Я поднимаю руку, чтобы остановить такси. Сажусь. Таксист поворачивается ко мне и спрашивает:
— Куда едем?
Мне кажется, парень — пуэрториканец. Молодой, не старше двадцати пяти. На голове бейсболка, вся в наклейках и значках.
— «Уолдороф Астория» [40], — говорю я.
Он подносит два пальца к козырьку, говорит: будет сделано — улыбается, поправляет зеркало (чтобы лучше меня видеть!) и заводит мотор.

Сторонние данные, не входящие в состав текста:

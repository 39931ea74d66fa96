// SPDX-FileCopyrightText: 2025 Caspar Water Company
//
// SPDX-License-Identifier: Apache-2.0

//! Shell completion of remote paths.
//!
//! A partial path is completed by listing it as a directory (the nested
//! probe) and, in case that finds nothing, listing the directory the user is
//! typing in (the adjacent probe). Both listings run at once and the nested
//! one wins when it has entries.

use crate::common::Backends;
use filer::{FileInfo, Filer};
use std::ops::BitOr;

/// Completion directives understood by the shell completion scripts
#[derive(Clone, Copy, Debug, Default, PartialEq, Eq)]
pub struct Directive(u8);

impl Directive {
    pub const ERROR: Directive = Directive(1);
    pub const NO_SPACE: Directive = Directive(2);
    pub const NO_FILE_COMP: Directive = Directive(4);

    #[must_use]
    pub const fn bits(self) -> u8 {
        self.0
    }

    #[must_use]
    pub const fn contains(self, other: Directive) -> bool {
        self.0 & other.0 == other.0
    }
}

impl BitOr for Directive {
    type Output = Directive;

    fn bitor(self, rhs: Directive) -> Directive {
        Directive(self.0 | rhs.0)
    }
}

/// Candidates plus the directive for the shell
#[derive(Clone, Debug, Default, PartialEq, Eq)]
pub struct Completion {
    pub candidates: Vec<String>,
    pub directive: Directive,
}

impl Completion {
    fn only(candidate: &str) -> Self {
        Self {
            candidates: vec![candidate.to_string()],
            directive: Directive::NO_SPACE,
        }
    }

    fn error() -> Self {
        Self {
            candidates: Vec::new(),
            directive: Directive::ERROR,
        }
    }
}

const DEFAULT_PREFIX: &str = "dbfs:/";
const REMOTE_PREFIXES: &[&str] = &["dbfs:/", "workspace:/"];

pub struct Completer<'a> {
    backends: &'a Backends,
    only_dirs: bool,
}

impl<'a> Completer<'a> {
    #[must_use]
    pub fn new(backends: &'a Backends, only_dirs: bool) -> Self {
        Self {
            backends,
            only_dirs,
        }
    }

    pub async fn complete(&self, partial: &str) -> Completion {
        if !REMOTE_PREFIXES.iter().any(|p| partial.starts_with(p)) {
            let prefix = REMOTE_PREFIXES
                .iter()
                .find(|p| !partial.is_empty() && p.starts_with(partial))
                .copied()
                .unwrap_or(DEFAULT_PREFIX);
            return Completion::only(prefix);
        }

        let resolved = match self.backends.filer_for_path(partial) {
            Ok(resolved) => resolved,
            Err(err) => {
                log::debug!("completion: cannot resolve {}: {}", partial, err);
                return Completion::error();
            }
        };
        let Some(scheme) = resolved.scheme else {
            return Completion::error();
        };
        let filer = resolved.filer.as_ref();
        let nested_dir = resolved.path.as_str();
        let adjacent_dir = parent_text(nested_dir);

        let nested = list(filer, nested_dir);
        let adjacent = list(filer, adjacent_dir);
        tokio::pin!(nested);
        tokio::pin!(adjacent);

        let mut adjacent_result = None;
        let nested_result = loop {
            tokio::select! {
                biased;
                res = &mut nested => break res,
                res = &mut adjacent, if adjacent_result.is_none() => adjacent_result = Some(res),
            }
        };

        match nested_result {
            Ok(entries) if !entries.is_empty() => {
                return self.candidates(scheme.as_str(), nested_dir, entries);
            }
            Ok(_) => {}
            Err(err) if err.is_not_found() => {}
            Err(err) => {
                log::debug!("completion: listing {} failed: {}", nested_dir, err);
                return Completion::error();
            }
        }

        let adjacent_result = match adjacent_result {
            Some(res) => res,
            None => adjacent.await,
        };
        let mut dir = adjacent_dir;
        let mut result = adjacent_result;
        loop {
            match result {
                Ok(entries) => return self.candidates(scheme.as_str(), dir, entries),
                Err(err) if err.is_not_found() && dir != "/" => {
                    // Keep climbing to the nearest ancestor that exists
                    dir = parent_text(dir);
                    result = list(filer, dir).await;
                }
                Err(err) if err.is_not_found() => {
                    return Completion {
                        candidates: Vec::new(),
                        directive: Directive::NO_SPACE,
                    };
                }
                Err(err) => {
                    log::debug!("completion: listing {} failed: {}", dir, err);
                    return Completion::error();
                }
            }
        }
    }

    fn candidates(&self, scheme: &str, dir: &str, entries: Vec<FileInfo>) -> Completion {
        let separator = if dir.ends_with('/') { "" } else { "/" };
        let candidates = entries
            .into_iter()
            .filter(|entry| !self.only_dirs || entry.is_dir)
            .map(|entry| format!("{}:{}{}{}", scheme, dir, separator, entry.name))
            .collect();
        Completion {
            candidates,
            directive: Directive::NO_SPACE,
        }
    }
}

async fn list(filer: &dyn Filer, dir: &str) -> filer::Result<Vec<FileInfo>> {
    filer.read_dir(dir).await
}

/// The user's text up to and including its last `/`, ignoring one trailing
/// `/`, so `/a/b` and `/a/b/` both give `/a/`.
fn parent_text(path: &str) -> &str {
    let trimmed = match path.strip_suffix('/') {
        Some(rest) if !rest.is_empty() => rest,
        _ => path,
    };
    match trimmed.rfind('/') {
        Some(idx) => &trimmed[..=idx],
        None => "/",
    }
}

#[cfg(test)]
mod tests {
    use super::*;

    #[test]
    fn test_parent_text() {
        assert_eq!(parent_text("/wrong/"), "/");
        assert_eq!(parent_text("/dir2/fi"), "/dir2/");
        assert_eq!(parent_text("/dir2/sub/"), "/dir2/");
        assert_eq!(parent_text("//a//b"), "//a//");
        assert_eq!(parent_text("/"), "/");
        assert_eq!(parent_text("/x"), "/");
    }

    #[test]
    fn test_directive_bits() {
        assert_eq!(Directive::ERROR.bits(), 1);
        assert_eq!(Directive::NO_SPACE.bits(), 2);
        assert_eq!(Directive::NO_FILE_COMP.bits(), 4);

        let combined = Directive::NO_SPACE | Directive::NO_FILE_COMP;
        assert_eq!(combined.bits(), 6);
        assert!(combined.contains(Directive::NO_SPACE));
        assert!(!combined.contains(Directive::ERROR));
    }
}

Уже стемнело. Я сидела, глядя на уток, больше двух часов и теперь чувствую себя усталой и потерянной. На этой скамейке со мной произошла странная вещь: неожиданное воспоминание, настолько четкое и конкретное, как будто я реально присутствовала при этой сцене.
Вот она — я, и вот он — папа. На нем темное пальто, белая вязаная шапочка, длинный шарф обматывает шею. Повсюду лежит снег, и я смеюсь от счастья, я вижу снег впервые в жизни. Я трогаю его, чувствую холод в пальцах, играю им…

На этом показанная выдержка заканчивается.